Philippians 4:12-13 NIV12I know what it is to be in need, and I know what it is to have plenty. I have learned the secret of being content in any and every situation, whether well fed or hungry, whether living in plenty or in want.
13I can do everything through him who gives me strength.i can do EVERYTHING through him who gives me strength..... all along whenever i meet deadlines at work which i tink i cant catch up... i've asked for help from HIM who is able in all.... to give me strength and refresh me...... why do i let myself become so overwhelmed this time? due to work n exams comin together at the same time... well.. this really reminded me to cast my burdens unto HIM and not be troubled by all for if i have no trust.. there is nothing i can accomplish with my own strength.. needless to say, being EMO certainly doesnt give me any strength and i felt sickly during the last few days since saturday... after i spoke to my boss on the leave thingies...

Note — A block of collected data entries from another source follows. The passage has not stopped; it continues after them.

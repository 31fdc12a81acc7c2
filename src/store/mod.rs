//! Cache store: namespaced, TTL-aware storage over pluggable backends
//!
//! The store owns everything the backends do not: key namespacing, entry
//! serialization, lazy expiry, pattern-scoped clearing, and the
//! quota-recovery policy (evict the oldest fifth of this layer's entries,
//! retry the write once, then drop it silently). Caching is best-effort;
//! no store operation ever fails the request that triggered it.

mod backend;
mod disk;
mod memory;
mod session;

pub use backend::StorageBackend;
pub use disk::DiskBackend;
pub use memory::MemoryBackend;
pub use session::SessionBackend;

use std::sync::Arc;

use tracing::{debug, warn};

use crate::entry::{now_millis, CacheEntry};

/// Fraction of namespace entries evicted when a backend reports
/// quota exhaustion.
const QUOTA_EVICTION_FRACTION: f64 = 0.2;

#[derive(Debug, Clone)]
pub struct CacheStore {
    backend: Arc<dyn StorageBackend>,
    prefix: String,
}

impl CacheStore {
    pub fn new(backend: Arc<dyn StorageBackend>, prefix: impl Into<String>) -> Self {
        Self {
            backend,
            prefix: prefix.into(),
        }
    }

    fn namespaced(&self, key: &str) -> String {
        format!("{}:{}", self.prefix, key)
    }

    fn strip_prefix<'a>(&self, namespaced: &'a str) -> Option<&'a str> {
        namespaced
            .strip_prefix(&self.prefix)
            .and_then(|rest| rest.strip_prefix(':'))
    }

    /// Keys in this layer's namespace, un-prefixed.
    async fn namespace_keys(&self) -> Vec<String> {
        match self.backend.keys().await {
            Ok(keys) => keys
                .iter()
                .filter_map(|k| self.strip_prefix(k))
                .map(str::to_string)
                .collect(),
            Err(err) => {
                warn!(%err, "failed to list cache keys");
                Vec::new()
            }
        }
    }

    /// Returns a live entry, or `None`.
    ///
    /// Expired entries are evicted on access; read and deserialize failures
    /// are treated as misses.
    pub async fn get(&self, key: &str) -> Option<CacheEntry> {
        let namespaced = self.namespaced(key);
        let raw = match self.backend.read(&namespaced).await {
            Ok(Some(raw)) => raw,
            Ok(None) => return None,
            Err(err) => {
                warn!(key, %err, "cache read failed, treating as miss");
                return None;
            }
        };

        let entry: CacheEntry = match serde_json::from_str(&raw) {
            Ok(entry) => entry,
            Err(err) => {
                warn!(key, %err, "undeserializable cache entry, evicting");
                let _ = self.backend.remove(&namespaced).await;
                return None;
            }
        };

        if entry.is_expired(now_millis()) {
            debug!(key, "evicting expired cache entry");
            let _ = self.backend.remove(&namespaced).await;
            return None;
        }

        Some(entry)
    }

    /// Writes an entry, recovering from quota exhaustion by evicting the
    /// oldest entries and retrying exactly once.
    pub async fn set(&self, key: &str, entry: CacheEntry) {
        let payload = match serde_json::to_string(&entry) {
            Ok(payload) => payload,
            Err(err) => {
                warn!(key, %err, "failed to serialize cache entry");
                return;
            }
        };

        let namespaced = self.namespaced(key);
        match self.backend.write(&namespaced, &payload).await {
            Ok(()) => {}
            Err(err) if err.is_quota_exceeded() => {
                warn!(key, %err, "cache storage full, evicting oldest entries");
                self.evict_oldest().await;

                if let Err(err) = self.backend.write(&namespaced, &payload).await {
                    warn!(key, %err, "dropping cache write after eviction retry");
                }
            }
            Err(err) => {
                warn!(key, %err, "dropping cache write");
            }
        }
    }

    /// Removes a single entry.
    pub async fn delete(&self, key: &str) {
        if let Err(err) = self.backend.remove(&self.namespaced(key)).await {
            warn!(key, %err, "failed to remove cache entry");
        }
    }

    /// Removes entries in this layer's namespace.
    ///
    /// With no pattern the whole namespace is cleared. A pattern is matched
    /// against the un-prefixed key, as a regex when it parses and as a
    /// substring otherwise.
    pub async fn clear(&self, pattern: Option<&str>) {
        let matcher = pattern.map(|p| match regex::Regex::new(p) {
            Ok(re) => Matcher::Regex(re),
            Err(err) => {
                warn!(pattern = p, %err, "invalid clear pattern, matching as substring");
                Matcher::Substring(p.to_string())
            }
        });

        for key in self.namespace_keys().await {
            let matched = match &matcher {
                None => true,
                Some(Matcher::Regex(re)) => re.is_match(&key),
                Some(Matcher::Substring(s)) => key.contains(s),
            };
            if matched {
                self.delete(&key).await;
            }
        }
    }

    /// Snapshot of live entries: `(size, keys)`.
    ///
    /// Read-only: expired entries are excluded but not evicted, so calling
    /// this repeatedly observes the same state.
    pub async fn snapshot(&self) -> (usize, Vec<String>) {
        let now = now_millis();
        let mut live = Vec::new();

        for key in self.namespace_keys().await {
            if let Ok(Some(raw)) = self.backend.read(&self.namespaced(&key)).await {
                if let Ok(entry) = serde_json::from_str::<CacheEntry>(&raw) {
                    if !entry.is_expired(now) {
                        live.push(key);
                    }
                }
            }
        }

        (live.len(), live)
    }

    /// Evicts the oldest entries in this namespace, by `timestamp`
    /// ascending. Entries that fail to parse count as oldest.
    async fn evict_oldest(&self) {
        let mut stamped: Vec<(u64, String)> = Vec::new();

        for key in self.namespace_keys().await {
            let timestamp = match self.backend.read(&self.namespaced(&key)).await {
                Ok(Some(raw)) => serde_json::from_str::<CacheEntry>(&raw)
                    .map(|e| e.timestamp)
                    .unwrap_or(0),
                _ => 0,
            };
            stamped.push((timestamp, key));
        }

        if stamped.is_empty() {
            return;
        }

        stamped.sort();
        let count = ((stamped.len() as f64) * QUOTA_EVICTION_FRACTION).ceil() as usize;
        let count = count.max(1);

        for (_, key) in stamped.into_iter().take(count) {
            debug!(key = %key, "evicting entry for quota recovery");
            self.delete(&key).await;
        }
    }
}

enum Matcher {
    Regex(regex::Regex),
    Substring(String),
}

#[cfg(test)]
mod tests {
    use super::*;
    use serde_json::json;
    use std::time::Duration;

    fn memory_store() -> CacheStore {
        CacheStore::new(Arc::new(MemoryBackend::new()), "api_cache")
    }

    fn entry_at(timestamp: u64, expires_at: u64) -> CacheEntry {
        CacheEntry {
            response: json!({"id": 1}),
            timestamp,
            expires_at,
        }
    }

    #[tokio::test]
    async fn test_set_and_get() {
        let store = memory_store();
        store
            .set("k", CacheEntry::new(json!({"id": 1}), Duration::from_secs(60)))
            .await;

        let entry = store.get("k").await.unwrap();
        assert_eq!(entry.response, json!({"id": 1}));
    }

    #[tokio::test]
    async fn test_expired_entry_evicted_on_access() {
        let store = memory_store();
        let now = now_millis();
        store.set("k", entry_at(now, now)).await;

        assert!(store.get("k").await.is_none());
        // Physically gone, not just filtered.
        let (size, _) = store.snapshot().await;
        assert_eq!(size, 0);
    }

    #[tokio::test]
    async fn test_namespacing_isolates_foreign_keys() {
        let backend = Arc::new(MemoryBackend::new());
        backend.write("unrelated:key", "data").await.unwrap();

        let store = CacheStore::new(backend.clone(), "api_cache");
        store
            .set("k", CacheEntry::new(json!(1), Duration::from_secs(60)))
            .await;

        store.clear(None).await;

        let (size, _) = store.snapshot().await;
        assert_eq!(size, 0);
        assert_eq!(
            backend.read("unrelated:key").await.unwrap(),
            Some("data".to_string())
        );
    }

    #[tokio::test]
    async fn test_clear_with_pattern() {
        let store = memory_store();
        for key in ["players:1", "players:2", "teams:1"] {
            store
                .set(key, CacheEntry::new(json!(1), Duration::from_secs(60)))
                .await;
        }

        store.clear(Some("players")).await;

        let (size, keys) = store.snapshot().await;
        assert_eq!(size, 1);
        assert_eq!(keys, vec!["teams:1".to_string()]);
    }

    #[tokio::test]
    async fn test_snapshot_is_read_only() {
        let store = memory_store();
        store
            .set("k", CacheEntry::new(json!(1), Duration::from_secs(60)))
            .await;

        let first = store.snapshot().await;
        let second = store.snapshot().await;
        assert_eq!(first, second);
    }

    #[tokio::test]
    async fn test_quota_eviction_removes_oldest_fifth() {
        let backend = Arc::new(SessionBackend::new(5));
        let store = CacheStore::new(backend, "api_cache");

        let far = now_millis() + 60_000;
        for i in 1..=5u64 {
            store.set(&format!("k{}", i), entry_at(i, far)).await;
        }

        // Store is full; the next write evicts ceil(5 * 0.2) = 1 oldest
        // entry and retries.
        store.set("k6", entry_at(100, far)).await;

        assert!(store.get("k1").await.is_none());
        assert!(store.get("k2").await.is_some());
        assert!(store.get("k6").await.is_some());
    }

    #[tokio::test]
    async fn test_single_slot_quota_recovery() {
        let backend = Arc::new(SessionBackend::new(1));
        let store = CacheStore::new(backend, "api_cache");

        let far = now_millis() + 60_000;
        store.set("old", entry_at(1, far)).await;
        store.set("new", entry_at(2, far)).await;

        assert!(store.get("old").await.is_none());
        assert!(store.get("new").await.is_some());
    }

    #[tokio::test]
    async fn test_quota_recovery_on_disk_backend() {
        let dir = tempfile::TempDir::new().unwrap();
        let far = now_millis() + 60_000;

        // Fill the directory without a meaningful quota, then reopen it
        // with a quota that cannot fit one more entry.
        {
            let backend = Arc::new(DiskBackend::new(dir.path(), u64::MAX).unwrap());
            let store = CacheStore::new(backend, "api_cache");
            for i in 1..=5u64 {
                store.set(&format!("k{}", i), entry_at(i, far)).await;
            }
        }

        let used: u64 = std::fs::read_dir(dir.path())
            .unwrap()
            .filter_map(|e| e.ok())
            .filter_map(|e| e.metadata().ok())
            .map(|m| m.len())
            .sum();

        let backend = Arc::new(DiskBackend::new(dir.path(), used + 10).unwrap());
        let store = CacheStore::new(backend, "api_cache");
        store.set("k6", entry_at(100, far)).await;

        assert!(store.get("k1").await.is_none());
        assert!(store.get("k2").await.is_some());
        assert!(store.get("k6").await.is_some());
    }

    #[tokio::test]
    async fn test_undeserializable_entry_is_a_miss() {
        let backend = Arc::new(MemoryBackend::new());
        backend.write("api_cache:bad", "not json").await.unwrap();

        let store = CacheStore::new(backend, "api_cache");
        assert!(store.get("bad").await.is_none());
    }
}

today, well, was tryin to find a verse on a certain thgy while on the way to vivo... on my phone on bible gateway.... i went in and found something which really HIT ME in the FACE... yeah... HIT ME IN THE FACE!!!! the way God speaks is just so amazing... usually i refer it as SCARYYY... but its not scARY.. its juz so AMAZING that i find it scary... HE KNOWS WHAT WE'RE THINKING and how we're really...... true and real enough dat when u see the words... it just kinda HITS you in the mind.... thats how the IMPACT feels..... so this is the verse i saw instead... and it came out juz in 1 verse in NLT... tho i was searching for like something totally different...
Proverbs 17:22 NLT22 A cheerful heart is good medicine, but a broken spirit saps a person’s strength.
A cheerful heart is good medicine but a broken spirit saps a persons strength.... How true this is... that when our spirits are down we cant find strength within us to do anything, how our bodies fail on us when no joy is found within our hearts... how that no matter what we do we juz cant find the energy to get ourselves back UP.... and we juz go on feelin EMOOOOOOO!!!! i felt HIT in the face.... well.. not a bad thg... its like tellin me i shd not be EMO liao.... well actually today i felt ok liao lar... but the fact of seeing this juz felt SOMETHING lor... dunno howda describe wat kinda feelin this is.. but it was a good feeling. =) like He's speakin to me that he knows how i feel and is telling me not to be emo for it will sap all the strength i have... that i shd be cheerful... =D which of coz i am now!!!! hahahahhahaha! it feels good......!!! =)
Dear heavenly father... u have brought me through times and things i didnt thought i could accomplish.... and you have shown me that it is You who controls all things.... that all we had was to ask... and seek for you lord to help us in all things that we face... that we have faith in you lord... that you are able to bring us through all that we face, that you know how we feel, that we're never alone... i may fail in certain things but in these you have shown me things i could have done to improve myself... that all these were to mould me into a better person... in your grace and mercy that i am able to have chances to do so.... that you have blessed me with wonderful friends around me who reminds me of your existence and power.. that you spoke to me in times of my needs.... that you blessed my days when i spoke to you in the mornings, of my worries..... may i continue to look upon you on all things and THANK you lord....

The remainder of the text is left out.